Listed records>
Content starts

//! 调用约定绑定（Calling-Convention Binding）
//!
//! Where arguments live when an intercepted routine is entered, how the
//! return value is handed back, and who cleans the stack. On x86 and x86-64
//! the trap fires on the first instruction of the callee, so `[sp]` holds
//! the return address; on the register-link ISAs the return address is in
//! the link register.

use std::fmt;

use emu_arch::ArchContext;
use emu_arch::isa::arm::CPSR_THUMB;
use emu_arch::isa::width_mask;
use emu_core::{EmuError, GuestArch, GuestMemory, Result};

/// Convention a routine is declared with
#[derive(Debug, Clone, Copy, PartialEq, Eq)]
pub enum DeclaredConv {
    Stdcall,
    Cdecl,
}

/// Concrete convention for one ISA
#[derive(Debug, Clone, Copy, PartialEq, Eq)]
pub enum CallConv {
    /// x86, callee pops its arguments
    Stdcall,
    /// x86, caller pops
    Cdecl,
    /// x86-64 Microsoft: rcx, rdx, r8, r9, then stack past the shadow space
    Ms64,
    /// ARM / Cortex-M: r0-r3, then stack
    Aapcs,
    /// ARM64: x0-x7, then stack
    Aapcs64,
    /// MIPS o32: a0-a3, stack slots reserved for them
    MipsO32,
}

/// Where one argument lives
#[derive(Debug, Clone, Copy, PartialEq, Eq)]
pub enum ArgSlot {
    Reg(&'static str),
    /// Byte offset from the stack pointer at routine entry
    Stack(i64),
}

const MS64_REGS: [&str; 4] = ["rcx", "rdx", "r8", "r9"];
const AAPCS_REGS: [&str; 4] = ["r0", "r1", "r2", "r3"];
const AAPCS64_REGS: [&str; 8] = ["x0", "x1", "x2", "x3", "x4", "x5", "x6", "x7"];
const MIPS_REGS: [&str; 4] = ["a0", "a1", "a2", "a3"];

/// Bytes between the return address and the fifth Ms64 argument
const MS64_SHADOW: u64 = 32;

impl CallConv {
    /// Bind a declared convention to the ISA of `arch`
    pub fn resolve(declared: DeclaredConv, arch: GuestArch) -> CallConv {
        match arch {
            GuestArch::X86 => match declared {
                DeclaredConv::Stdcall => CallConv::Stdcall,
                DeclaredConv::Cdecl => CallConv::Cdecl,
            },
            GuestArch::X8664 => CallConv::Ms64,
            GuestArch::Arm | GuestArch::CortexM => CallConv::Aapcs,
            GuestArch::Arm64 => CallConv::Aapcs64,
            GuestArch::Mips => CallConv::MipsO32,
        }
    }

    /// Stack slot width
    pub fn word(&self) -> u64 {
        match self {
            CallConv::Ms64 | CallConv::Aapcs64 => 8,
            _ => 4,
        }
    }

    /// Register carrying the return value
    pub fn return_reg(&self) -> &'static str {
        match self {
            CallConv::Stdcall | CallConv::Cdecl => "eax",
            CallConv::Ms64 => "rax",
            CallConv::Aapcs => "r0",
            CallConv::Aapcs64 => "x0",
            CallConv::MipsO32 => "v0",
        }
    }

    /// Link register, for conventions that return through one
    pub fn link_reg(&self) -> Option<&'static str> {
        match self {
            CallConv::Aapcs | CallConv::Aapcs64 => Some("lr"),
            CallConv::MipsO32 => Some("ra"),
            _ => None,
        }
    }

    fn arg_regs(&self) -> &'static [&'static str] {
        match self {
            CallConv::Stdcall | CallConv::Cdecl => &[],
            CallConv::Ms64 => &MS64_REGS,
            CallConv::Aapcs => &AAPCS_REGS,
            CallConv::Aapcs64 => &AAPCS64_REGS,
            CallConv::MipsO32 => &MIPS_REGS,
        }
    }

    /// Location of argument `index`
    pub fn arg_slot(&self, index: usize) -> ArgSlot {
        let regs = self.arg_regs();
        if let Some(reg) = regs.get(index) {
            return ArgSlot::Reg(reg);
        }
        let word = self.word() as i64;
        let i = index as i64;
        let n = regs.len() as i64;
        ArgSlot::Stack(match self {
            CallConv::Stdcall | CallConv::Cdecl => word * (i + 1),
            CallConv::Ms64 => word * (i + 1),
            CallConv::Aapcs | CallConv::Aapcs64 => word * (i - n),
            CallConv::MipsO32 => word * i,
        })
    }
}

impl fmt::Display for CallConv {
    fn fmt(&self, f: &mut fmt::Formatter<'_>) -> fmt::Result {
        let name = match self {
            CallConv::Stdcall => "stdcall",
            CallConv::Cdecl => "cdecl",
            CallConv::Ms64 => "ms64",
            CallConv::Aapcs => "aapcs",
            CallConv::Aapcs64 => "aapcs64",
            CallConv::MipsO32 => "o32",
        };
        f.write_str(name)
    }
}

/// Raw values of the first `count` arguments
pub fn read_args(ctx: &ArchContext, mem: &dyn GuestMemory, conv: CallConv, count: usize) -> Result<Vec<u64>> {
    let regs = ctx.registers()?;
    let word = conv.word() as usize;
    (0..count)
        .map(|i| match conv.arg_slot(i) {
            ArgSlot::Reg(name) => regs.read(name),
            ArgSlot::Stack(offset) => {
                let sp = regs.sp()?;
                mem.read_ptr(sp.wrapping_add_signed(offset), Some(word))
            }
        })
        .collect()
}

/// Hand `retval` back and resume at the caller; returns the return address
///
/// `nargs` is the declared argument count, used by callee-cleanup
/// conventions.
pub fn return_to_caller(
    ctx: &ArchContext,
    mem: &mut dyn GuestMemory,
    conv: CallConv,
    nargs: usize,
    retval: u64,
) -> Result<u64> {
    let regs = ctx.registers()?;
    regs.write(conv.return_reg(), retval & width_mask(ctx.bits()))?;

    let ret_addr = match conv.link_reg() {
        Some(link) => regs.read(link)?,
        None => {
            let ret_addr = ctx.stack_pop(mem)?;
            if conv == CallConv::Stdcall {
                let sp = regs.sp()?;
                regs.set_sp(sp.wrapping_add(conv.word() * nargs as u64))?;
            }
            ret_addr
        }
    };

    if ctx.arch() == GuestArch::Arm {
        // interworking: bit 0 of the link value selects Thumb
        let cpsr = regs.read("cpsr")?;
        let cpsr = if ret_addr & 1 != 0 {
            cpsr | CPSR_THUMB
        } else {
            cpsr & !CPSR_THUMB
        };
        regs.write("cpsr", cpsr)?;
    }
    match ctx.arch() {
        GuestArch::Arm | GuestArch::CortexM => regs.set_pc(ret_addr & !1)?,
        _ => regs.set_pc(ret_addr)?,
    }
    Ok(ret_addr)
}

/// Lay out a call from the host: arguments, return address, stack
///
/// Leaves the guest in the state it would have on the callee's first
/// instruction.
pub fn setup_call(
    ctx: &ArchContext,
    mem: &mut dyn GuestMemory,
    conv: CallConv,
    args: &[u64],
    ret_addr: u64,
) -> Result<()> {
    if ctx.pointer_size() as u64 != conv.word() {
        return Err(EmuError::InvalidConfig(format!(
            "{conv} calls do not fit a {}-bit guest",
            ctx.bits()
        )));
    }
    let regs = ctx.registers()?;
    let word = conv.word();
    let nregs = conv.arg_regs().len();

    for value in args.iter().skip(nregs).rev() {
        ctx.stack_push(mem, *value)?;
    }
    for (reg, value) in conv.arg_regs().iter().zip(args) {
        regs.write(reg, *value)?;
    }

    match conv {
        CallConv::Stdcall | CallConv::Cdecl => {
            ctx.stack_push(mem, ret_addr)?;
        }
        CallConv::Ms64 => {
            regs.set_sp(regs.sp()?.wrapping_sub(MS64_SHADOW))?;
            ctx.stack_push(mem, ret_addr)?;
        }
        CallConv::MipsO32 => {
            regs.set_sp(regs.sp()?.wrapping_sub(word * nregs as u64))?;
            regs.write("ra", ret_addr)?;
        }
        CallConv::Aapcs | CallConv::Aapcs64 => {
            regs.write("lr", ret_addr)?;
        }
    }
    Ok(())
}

Content ends

Task statement>
Across the whole listing, show each line where the word "address" occurs.

Exercise solution>
//! the return address; on the register-link ISAs the return address is in
/// Bytes between the return address and the fifth Ms64 argument
/// Hand `retval` back and resume at the caller; returns the return address
/// Lay out a call from the host: arguments, return address, stack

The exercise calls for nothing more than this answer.